FATE has been public for 2 months and I have just now reached 100 tests. It’s a nice round number. No slowing down now, though. I hope for that number to go exponential, at least up to the point that FATE carefully tests 98% of FFmpeg‘s total functionality (the last 2% will be fixing bugs that I am logging as I go).
I have also been seriously looking into turning the Mac Mini into a FATE build/test machine for Mac OS X. I’m just trying to decide if I should rush it and get the configuration onto the farm with the current infrastructure, or use it as an opportunity to revise the architecture with the various efficiency brainstorms plotted on this blog. The refactoring needs to occur before I add too many more tests.
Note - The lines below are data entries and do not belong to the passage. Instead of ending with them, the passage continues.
//! Error types for media transfer operations.

/// Errors produced while moving attachments to or from the media store.
#[derive(Debug, thiserror::Error)]
pub enum MediaError {
    #[error("I/O error: {0}")]
    Io(#[from] std::io::Error),

    #[error("HTTP error: {0}")]
    Http(#[from] reqwest::Error),

    #[error("JSON error: {0}")]
    Json(#[from] serde_json::Error),

    #[error("media store returned status {status}: {body}")]
    Status { status: u16, body: String },

    #[error("file not found: {0}")]
    NotFound(String),

    #[error("upload response carried no file identifier")]
    EmptyResponse,

    #[error("invalid request: {0}")]
    InvalidRequest(String),
}
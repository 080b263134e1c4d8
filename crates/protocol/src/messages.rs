use serde::{Deserialize, Deserializer, Serialize};
use serde_json::Value;

use crate::codec::Rejection;
use crate::constants::{CHANNEL_ID, DEFAULT_CONVERSATION_ID, UNKNOWN_USER_ID};

// ---------------------------------------------------------------------------
// Inbound (backend -> bridge)
// ---------------------------------------------------------------------------

/// The `data` object of an inbound `message` envelope, as sent on the wire.
///
/// Every field is optional here; [`InboundData::validate`] applies defaults
/// and rejects messages that carry no content. A field holding anything but
/// a string reads as absent. Unknown keys (`recipientId`, `to`, ...) are
/// ignored.
#[derive(Debug, Clone, Default, PartialEq, Serialize, Deserialize)]
#[serde(rename_all = "camelCase")]
pub struct InboundData {
    #[serde(default, deserialize_with = "string_or_none", skip_serializing_if = "Option::is_none")]
    pub text: Option<String>,
    #[serde(default, deserialize_with = "string_or_none", skip_serializing_if = "Option::is_none")]
    pub user_id: Option<String>,
    #[serde(default, deserialize_with = "string_or_none", skip_serializing_if = "Option::is_none")]
    pub conversation_id: Option<String>,
    #[serde(default, deserialize_with = "string_or_none", skip_serializing_if = "Option::is_none")]
    pub id: Option<String>,
    #[serde(default, deserialize_with = "string_or_none", skip_serializing_if = "Option::is_none")]
    pub file_path: Option<String>,
    #[serde(default, deserialize_with = "string_or_none", skip_serializing_if = "Option::is_none")]
    pub media_type: Option<String>,
}

fn string_or_none<'de, D>(deserializer: D) -> Result<Option<String>, D::Error>
where
    D: Deserializer<'de>,
{
    match Value::deserialize(deserializer)? {
        Value::String(s) => Ok(Some(s)),
        _ => Ok(None),
    }
}

/// A validated inbound chat message with all defaults applied.
#[derive(Debug, Clone, PartialEq)]
pub struct InboundMessage {
    /// Message body; empty when the message only carries a file.
    pub text: String,
    pub user_id: String,
    pub conversation_id: String,
    pub id: String,
    pub file_path: Option<String>,
    pub media_type: Option<String>,
}

impl InboundMessage {
    /// Returns `true` if the message references a downloadable attachment.
    pub fn has_media(&self) -> bool {
        self.file_path.is_some() && self.media_type.is_some()
    }
}

impl InboundData {
    /// Applies defaults and checks that the message carries content.
    ///
    /// `now_millis` seeds the generated message id when the backend did not
    /// send one. Empty strings count as absent.
    pub fn validate(self, now_millis: i64) -> Result<InboundMessage, Rejection> {
        let text = non_empty(self.text);
        let file_path = non_empty(self.file_path);

        if text.is_none() && file_path.is_none() {
            return Err(Rejection::Empty);
        }

        Ok(InboundMessage {
            text: text.unwrap_or_default(),
            user_id: non_empty(self.user_id).unwrap_or_else(|| UNKNOWN_USER_ID.into()),
            conversation_id: non_empty(self.conversation_id)
                .unwrap_or_else(|| DEFAULT_CONVERSATION_ID.into()),
            id: non_empty(self.id).unwrap_or_else(|| format!("{CHANNEL_ID}-{now_millis}")),
            file_path,
            media_type: non_empty(self.media_type),
        })
    }
}

fn non_empty(value: Option<String>) -> Option<String> {
    value.filter(|v| !v.is_empty())
}

// ---------------------------------------------------------------------------
// Outbound (bridge -> backend)
// ---------------------------------------------------------------------------

/// The `data` object of an outbound `message` envelope.
///
/// `text` and `conversationId` are always present on the wire. The media
/// identifier is written to both `mediaUrl` and `fileId` so backends reading
/// either field see the uploaded reference.
#[derive(Debug, Clone, PartialEq, Serialize, Deserialize)]
#[serde(rename_all = "camelCase")]
pub struct OutboundData {
    #[serde(default)]
    pub text: String,
    pub recipient_id: String,
    #[serde(default = "default_conversation_id")]
    pub conversation_id: String,
    #[serde(default, skip_serializing_if = "Option::is_none")]
    pub media_url: Option<String>,
    #[serde(default, skip_serializing_if = "Option::is_none")]
    pub file_id: Option<String>,
}

fn default_conversation_id() -> String {
    DEFAULT_CONVERSATION_ID.into()
}

impl OutboundData {
    /// Creates a text message for a recipient in the default conversation.
    pub fn text(recipient_id: impl Into<String>, text: impl Into<String>) -> Self {
        Self {
            text: text.into(),
            recipient_id: recipient_id.into(),
            conversation_id: default_conversation_id(),
            media_url: None,
            file_id: None,
        }
    }

    /// Sets the conversation id, falling back to the default when `None`.
    pub fn in_conversation(mut self, conversation_id: Option<&str>) -> Self {
        self.conversation_id = conversation_id
            .filter(|c| !c.is_empty())
            .unwrap_or(DEFAULT_CONVERSATION_ID)
            .to_string();
        self
    }

    /// Attaches a remote media identifier (never a local path).
    pub fn with_media(mut self, file_id: impl Into<String>) -> Self {
        let file_id = file_id.into();
        self.media_url = Some(file_id.clone());
        self.file_id = Some(file_id);
        self
    }
}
For the curious, this is what the FATE script looks like while running in a screen session; it wakes up every 15 minutes and checks for a new revision in Subversion:
[Thu Mar 6 15:08:22 2008] no change [Thu Mar 6 15:23:26 2008] getting new revision = 12356 [Thu Mar 6 15:23:34 2008] building with gcc svn 132381, built 2008-02-17 [Thu Mar 6 15:25:04 2008] testing... [Thu Mar 6 15:25:41 2008] logging... [Thu Mar 6 15:26:17 2008] building with gcc 4.0.4 [Thu Mar 6 15:29:09 2008] testing... [Thu Mar 6 15:29:42 2008] logging... [Thu Mar 6 15:30:07 2008] building with gcc 4.1.2 ...
Notice the time delta between logging… and the subsequent building… That delta seems to grow more or less linearly as the number of tests increases. That’s why I’m interested in optimizing that aspect sooner than later.